I hated jogging while i was a university student. However with the demands of a working life, i did not get as much time to play games and in due course a few kilos were put on. The jogging became a must. The first days were hard, but i soon realised it was ten times easier to jog with music in your ears because it gave a good jogging pace and kept one going. I soon learnt that the choice of music mattered since i listened to virtually anything that had a tune to it (yes, even those vernacular news readers who add a tune to their reading style). At these times my I-pod is my revered partner and the mood of the day determines the kind of music to listen to. As you give your legs a morning stretching exercise and try to listen to Uganda’s best releases, you can’t help but think of definitions of words based on the songs you are listening to. The words and their definitions came up as an effort to prevent myself from getting disgusted. Here’s a list of words i managed to think of and remember:
Excruciating: goodlyfe’s number 1. This has a fairly good beat that most Ugandan hits are notable for and then some other blokes think up some words use the same beat and subject us to the same torture that we had to endure when the number 1 was just released. It’s a wonder that a certain promotion that was based on the release of this “number emu” did not give the needed challenge to the already existing promotions like pakalast (amazing that a beat was made with this word reverberating in the background). One continues to wonder why most Ugandan songs seem to have the same beat.
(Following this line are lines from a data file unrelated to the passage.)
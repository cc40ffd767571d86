//! Lock change notifications for release rooms.
//!
//! Every persisted lock mutation is published once to the room of the block's
//! release (`release-{releaseId}`). [`Publisher`] is the transport seam; [`RoomHub`]
//! is the in-process implementation built on `tokio::sync::broadcast`, one
//! channel per room, created on first join.

use std::{
    collections::HashMap,
    fmt,
    sync::{Arc, Mutex, PoisonError},
};

use async_trait::async_trait;
use serde::Serialize;
use tokio::sync::broadcast;

use crate::{
    identifiers::ReleaseId,
    views::{LockView, UnlockView},
    Result,
};

/// Default per-room buffer before slow subscribers start lagging.
pub const DEFAULT_ROOM_CAPACITY: usize = 256;

/// Name of the group of subscribers viewing one release.
#[derive(Debug, Clone, PartialEq, Eq, Hash)]
pub struct RoomKey(String);

impl RoomKey {
    #[must_use]
    pub fn release(id: &ReleaseId) -> Self {
        Self(format!("release-{id}"))
    }

    #[must_use]
    pub fn as_str(&self) -> &str {
        &self.0
    }
}

impl fmt::Display for RoomKey {
    fn fmt(&self, f: &mut fmt::Formatter<'_>) -> fmt::Result {
        f.write_str(&self.0)
    }
}

/// A lock change as seen by room subscribers.
#[derive(Debug, Clone, PartialEq, Eq, Serialize)]
#[serde(tag = "event", content = "payload")]
pub enum LockEvent {
    ContentBlockLocked(LockView),
    ContentBlockUnlocked(UnlockView),
}

impl LockEvent {
    /// Wire event name.
    #[must_use]
    pub const fn name(&self) -> &'static str {
        match self {
            Self::ContentBlockLocked(_) => "ContentBlockLocked",
            Self::ContentBlockUnlocked(_) => "ContentBlockUnlocked",
        }
    }
}

/// Delivers lock events to a room.
///
/// Errors are reported to the caller, which logs and drops them: a failed
/// publish never undoes a persisted mutation.
#[async_trait]
pub trait Publisher: Send + Sync {
    async fn publish(&self, room: &RoomKey, event: LockEvent) -> Result<()>;
}

/// In-process room registry.
#[derive(Debug)]
pub struct RoomHub {
    capacity: usize,
    rooms: Mutex<HashMap<RoomKey, broadcast::Sender<Arc<LockEvent>>>>,
}

impl Default for RoomHub {
    fn default() -> Self {
        Self::with_capacity(DEFAULT_ROOM_CAPACITY)
    }
}

impl RoomHub {
    /// `capacity` is clamped to at least 1.
    #[must_use]
    pub fn with_capacity(capacity: usize) -> Self {
        Self {
            capacity: capacity.max(1),
            rooms: Mutex::new(HashMap::new()),
        }
    }

    /// Subscribe to the room of `release`.
    pub fn join(&self, release: &ReleaseId) -> RoomSubscription {
        let room = RoomKey::release(release);
        let mut rooms = self.rooms.lock().unwrap_or_else(PoisonError::into_inner);
        let receiver = rooms
            .entry(room.clone())
            .or_insert_with(|| broadcast::channel(self.capacity).0)
            .subscribe();
        tracing::debug!(room = %room, "joined room");
        RoomSubscription { room, receiver }
    }

    /// Live subscribers of the room of `release`.
    pub fn subscriber_count(&self, release: &ReleaseId) -> usize {
        let rooms = self.rooms.lock().unwrap_or_else(PoisonError::into_inner);
        rooms
            .get(&RoomKey::release(release))
            .map_or(0, broadcast::Sender::receiver_count)
    }
}

#[async_trait]
impl Publisher for RoomHub {
    async fn publish(&self, room: &RoomKey, event: LockEvent) -> Result<()> {
        let mut rooms = self.rooms.lock().unwrap_or_else(PoisonError::into_inner);
        let Some(sender) = rooms.get(room) else {
            tracing::trace!(room = %room, event = event.name(), "no subscribers");
            return Ok(());
        };

        let name = event.name();
        // A send error only means every receiver has gone away
        if sender.send(Arc::new(event)).is_err() {
            rooms.remove(room);
            tracing::trace!(room = %room, event = name, "room emptied, dropped");
        }
        Ok(())
    }
}

/// Receiving end of a room.
#[derive(Debug)]
pub struct RoomSubscription {
    room: RoomKey,
    receiver: broadcast::Receiver<Arc<LockEvent>>,
}

impl RoomSubscription {
    #[must_use]
    pub const fn room(&self) -> &RoomKey {
        &self.room
    }

    /// Next event, skipping over any dropped while this subscriber lagged.
    /// `None` once the room is gone.
    pub async fn recv(&mut self) -> Option<Arc<LockEvent>> {
        loop {
            match self.receiver.recv().await {
                Ok(event) => return Some(event),
                Err(broadcast::error::RecvError::Lagged(skipped)) => {
                    tracing::warn!(room = %self.room, skipped, "subscriber lagged, events dropped");
                }
                Err(broadcast::error::RecvError::Closed) => return None,
            }
        }
    }

    /// Next event if one is already queued.
    pub fn try_recv(&mut self) -> Option<Arc<LockEvent>> {
        loop {
            match self.receiver.try_recv() {
                Ok(event) => return Some(event),
                Err(broadcast::error::TryRecvError::Lagged(skipped)) => {
                    tracing::warn!(room = %self.room, skipped, "subscriber lagged, events dropped");
                }
                Err(
                    broadcast::error::TryRecvError::Empty | broadcast::error::TryRecvError::Closed,
                ) => return None,
            }
        }
    }
}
Silent letters: Have you ever noticed how the “l” after “o” in “ability” ( Goodlyfe ft rabadaba) sounds as awfully silent as the “g” in “gnash”? If you haven’t then pay attention to the part when one of those chaps goes like “ o’ina ability, afterwards you may need to schedule an appointment with the ENT surgeon soon.
Translation: if “how will i know”by Lucky Dube were ever to be sang in luganda, i think the closest presentation would be ngamba ( radio and weasel).
Nauseating: listening to the same bass line in the majority of Dr Hilderman’s Songs. For such a weirdly good vocalist, can’t we hear just one different pattern to a bassline?
Potential: rescue me ( Toniks ft Goodlyfe)- a simple snare drum beat with a simple bass line and a groovy dancehall beat which was edited well in the studio with less emphasis on amplified bass that most Ugandan music is synonymous with.
Copyright infringement: what those dudes who sung “ability” should have thought about before reconfiguring the beat of “all of the above (maino ft. T-pain)” and producing an even lousier song.
Ingenuity: GNL’s “kikankane” fits this spot with diabolical accuracy. How in bleeding hell did/does that guy come up with all those lyrics?
Rhyming: The most wrongly followed and yet unwritten regulation of songs written in Uganda. A listener gets the feeling that the artists who try to do an afro pop song at 190 bpm bite their tongues in the process of trying to rhyme with every lyric.
Vintage: Chameleone’s first releases will never lose their flavour. One will have to agree that “Mama Mia” and “Nekolela Maali” will tickle some memory in every one of us. If you don’t sing along to any of these songs when they happen to be played off the stereo of the taxi , then consider yourself an official douchbag.
Nugu: This isn’t an English word. It has only been used because even the most religious English speaking Ugandan will not define it as jealousy ( though that is the right definition) because jealousy doesn’t carry the magnitude that nugu does. Which song hasn’t sold because of some subset of nugu? More irking is the fact that this “marketing strategy” has been swallowed whole by the unsuspecting public.
Real Music: I give tribute to the crop of artists who insist of using “natural” instruments to back up their already beautiful lyrics. Those artists who display some element of acoustic music (read kadongo kamu) and can only be heard on Sunday afternoons off Radio 2, or Vision FM are the ones who should be at the fore of Uganda’s music. A new crop of young artists who are resurrecting jazz the afro way with full blown bands and well tested sound systems; the others who we only get to hear in church but manage to reproduce that hillsong record to the detail of the last beat played by the drummer and last but not least the seasoned bands like Afrigo that have survived all storms. Their music is surely a pleasure to listen to all the time and will leave a lone jogger running longer distances as good memories are stirred up.